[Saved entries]

//! The remote course service the gateway writes through.

use std::time::Duration;

use async_trait::async_trait;
use reqwest::{multipart, Client, RequestBuilder, StatusCode};
use serde::de::DeserializeOwned;
use shared::{
    domain::{Course, CourseId, Module, Student, Teacher, TeacherId},
    error::{ApiError, ErrorCode},
    protocol::{
        AddStudentRequest, CreateCourseRequest, CreateModuleRequest, Envelope, TeacherQuery,
        UpdateCourseRequest, UpdateTeacherRequest,
    },
};
use thiserror::Error;
use tracing::debug;

/// Services that predate structured conflict codes report duplicates only in
/// the message text.
const DUPLICATE_MESSAGE_MARKER: &str = "already exists";

#[derive(Debug, Clone, PartialEq, Eq)]
pub struct ImageUpload {
    pub filename: String,
    pub mime_type: Option<String>,
    pub bytes: Vec<u8>,
}

#[derive(Debug, Clone, Error)]
pub enum PersistenceError {
    #[error("request to {endpoint} failed: {message}")]
    Transport { endpoint: String, message: String },
    #[error("{endpoint} returned {status}: {body}")]
    Rejected {
        endpoint: String,
        status: u16,
        body: ApiError,
    },
    #[error("unexpected response from {endpoint}: {message}")]
    Decode { endpoint: String, message: String },
}

impl PersistenceError {
    pub fn status(&self) -> Option<u16> {
        match self {
            PersistenceError::Rejected { status, .. } => Some(*status),
            _ => None,
        }
    }

    /// Message meant for the user: the service's own text when it sent one.
    pub fn user_message(&self) -> String {
        match self {
            PersistenceError::Rejected { body, .. } if !body.message.trim().is_empty() => {
                body.message.clone()
            }
            other => other.to_string(),
        }
    }

    /// A structured conflict (409 or `conflict` code) is authoritative; the
    /// message substring is the fallback for services that send neither.
    pub fn is_duplicate_title(&self) -> bool {
        let PersistenceError::Rejected { status, body, .. } = self else {
            return false;
        };
        *status == StatusCode::CONFLICT.as_u16()
            || body.code == Some(ErrorCode::Conflict)
            || body
                .message
                .to_ascii_lowercase()
                .contains(DUPLICATE_MESSAGE_MARKER)
    }
}

#[async_trait]
pub trait CourseService: Send + Sync {
    async fn list_courses(&self) -> Result<Vec<Course>, PersistenceError>;
    async fn create_course(&self, request: &CreateCourseRequest)
        -> Result<Course, PersistenceError>;
    async fn update_course(
        &self,
        course: &CourseId,
        request: &UpdateCourseRequest,
    ) -> Result<Course, PersistenceError>;
    async fn delete_course(&self, course: &CourseId) -> Result<(), PersistenceError>;
    async fn list_modules(&self, course: &CourseId) -> Result<Vec<Module>, PersistenceError>;
    async fn create_module(&self, request: &CreateModuleRequest)
        -> Result<Module, PersistenceError>;
    async fn add_student(&self, request: &AddStudentRequest) -> Result<Student, PersistenceError>;
    async fn list_teachers(&self, query: &TeacherQuery) -> Result<Vec<Teacher>, PersistenceError>;
    async fn get_teacher(&self, teacher: &TeacherId) -> Result<Teacher, PersistenceError>;
    async fn update_teacher(
        &self,
        teacher: &TeacherId,
        request: &UpdateTeacherRequest,
    ) -> Result<Teacher, PersistenceError>;
    async fn upload_teacher_image(
        &self,
        teacher: &TeacherId,
        upload: ImageUpload,
    ) -> Result<Teacher, PersistenceError>;
    async fn teacher_courses(&self, teacher: &TeacherId) -> Result<Vec<Course>, PersistenceError>;
}

/// REST client for the course service.
pub struct HttpCourseService {
    http: Client,
    server_url: String,
    bearer_token: Option<String>,
}

impl HttpCourseService {
    pub fn new(server_url: impl Into<String>, timeout: Duration) -> anyhow::Result<Self> {
        let http = Client::builder().timeout(timeout).build()?;
        let server_url: String = server_url.into();
        Ok(Self {
            http,
            server_url: server_url.trim_end_matches('/').to_string(),
            bearer_token: None,
        })
    }

    pub fn with_bearer_token(mut self, token: Option<String>) -> Self {
        self.bearer_token = token;
        self
    }

    fn url(&self, path: &str) -> String {
        format!("{}{path}", self.server_url)
    }

    fn authorized(&self, request: RequestBuilder) -> RequestBuilder {
        match &self.bearer_token {
            Some(token) => request.bearer_auth(token),
            None => request,
        }
    }

    async fn send(
        &self,
        endpoint: &str,
        request: RequestBuilder,
    ) -> Result<reqwest::Response, PersistenceError> {
        let response = self
            .authorized(request)
            .send()
            .await
            .map_err(|err| PersistenceError::Transport {
                endpoint: endpoint.to_string(),
                message: err.to_string(),
            })?;

        let status = response.status();
        debug!(endpoint, status = status.as_u16(), "course service responded");
        if status.is_success() {
            return Ok(response);
        }

        let raw = response.text().await.unwrap_or_default();
        let body = serde_json::from_str::<ApiError>(&raw)
            .unwrap_or_else(|_| ApiError::message_only(raw.trim()));
        Err(PersistenceError::Rejected {
            endpoint: endpoint.to_string(),
            status: status.as_u16(),
            body,
        })
    }

    async fn send_json<T: DeserializeOwned>(
        &self,
        endpoint: &str,
        request: RequestBuilder,
    ) -> Result<T, PersistenceError> {
        let response = self.send(endpoint, request).await?;
        response
            .json::<Envelope<T>>()
            .await
            .map(Envelope::into_inner)
            .map_err(|err| PersistenceError::Decode {
                endpoint: endpoint.to_string(),
                message: err.to_string(),
            })
    }
}

#[async_trait]
impl CourseService for HttpCourseService {
    async fn list_courses(&self) -> Result<Vec<Course>, PersistenceError> {
        self.send_json("GET /courses", self.http.get(self.url("/courses")))
            .await
    }

    async fn create_course(
        &self,
        request: &CreateCourseRequest,
    ) -> Result<Course, PersistenceError> {
        self.send_json(
            "POST /courses",
            self.http.post(self.url("/courses")).json(request),
        )
        .await
    }

    async fn update_course(
        &self,
        course: &CourseId,
        request: &UpdateCourseRequest,
    ) -> Result<Course, PersistenceError> {
        self.send_json(
            "PATCH /courses/{id}",
            self.http
                .patch(self.url(&format!("/courses/{course}")))
                .json(request),
        )
        .await
    }

    async fn delete_course(&self, course: &CourseId) -> Result<(), PersistenceError> {
        self.send(
            "DELETE /courses/{id}",
            self.http.delete(self.url(&format!("/courses/{course}"))),
        )
        .await
        .map(drop)
    }

    async fn list_modules(&self, course: &CourseId) -> Result<Vec<Module>, PersistenceError> {
        self.send_json(
            "GET /courses/{id}/modules",
            self.http.get(self.url(&format!("/courses/{course}/modules"))),
        )
        .await
    }

    async fn create_module(
        &self,
        request: &CreateModuleRequest,
    ) -> Result<Module, PersistenceError> {
        self.send_json(
            "POST /modules",
            self.http.post(self.url("/modules")).json(request),
        )
        .await
    }

    async fn add_student(&self, request: &AddStudentRequest) -> Result<Student, PersistenceError> {
        self.send_json(
            "POST /courses/{id}/students",
            self.http
                .post(self.url(&format!("/courses/{}/students", request.course_id)))
                .json(request),
        )
        .await
    }

    async fn list_teachers(&self, query: &TeacherQuery) -> Result<Vec<Teacher>, PersistenceError> {
        self.send_json(
            "GET /teachers",
            self.http.get(self.url("/teachers")).query(&[
                ("search", query.search.as_str()),
                ("courseCount", query.course_count.as_str()),
                ("sort", query.sort.as_str()),
            ]),
        )
        .await
    }

    async fn get_teacher(&self, teacher: &TeacherId) -> Result<Teacher, PersistenceError> {
        self.send_json(
            "GET /teachers/{id}",
            self.http.get(self.url(&format!("/teachers/{teacher}"))),
        )
        .await
    }

    async fn update_teacher(
        &self,
        teacher: &TeacherId,
        request: &UpdateTeacherRequest,
    ) -> Result<Teacher, PersistenceError> {
        self.send_json(
            "PATCH /teachers/{id}",
            self.http
                .patch(self.url(&format!("/teachers/{teacher}")))
                .json(request),
        )
        .await
    }

    async fn upload_teacher_image(
        &self,
        teacher: &TeacherId,
        upload: ImageUpload,
    ) -> Result<Teacher, PersistenceError> {
        let endpoint = "POST /teachers/{id}/image";
        let mut part = multipart::Part::bytes(upload.bytes).file_name(upload.filename);
        if let Some(mime) = upload.mime_type.as_deref() {
            part = part.mime_str(mime).map_err(|err| PersistenceError::Transport {
                endpoint: endpoint.to_string(),
                message: format!("invalid image mime type '{mime}': {err}"),
            })?;
        }
        let form = multipart::Form::new().part("image", part);
        self.send_json(
            endpoint,
            self.http
                .post(self.url(&format!("/teachers/{teacher}/image")))
                .multipart(form),
        )
        .await
    }

    async fn teacher_courses(&self, teacher: &TeacherId) -> Result<Vec<Course>, PersistenceError> {
        self.send_json(
            "GET /teachers/{id}/courses",
            self.http.get(self.url(&format!("/teachers/{teacher}/courses"))),
        )
        .await
    }
}

#[cfg(test)]
#[path = "tests/persistence_tests.rs"]
mod tests;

:: Exercise goal ::
Your answer should be all lines from the data that contain "ErrorCode".

:: Solved problem ::
    error::{ApiError, ErrorCode},
            || body.code == Some(ErrorCode::Conflict)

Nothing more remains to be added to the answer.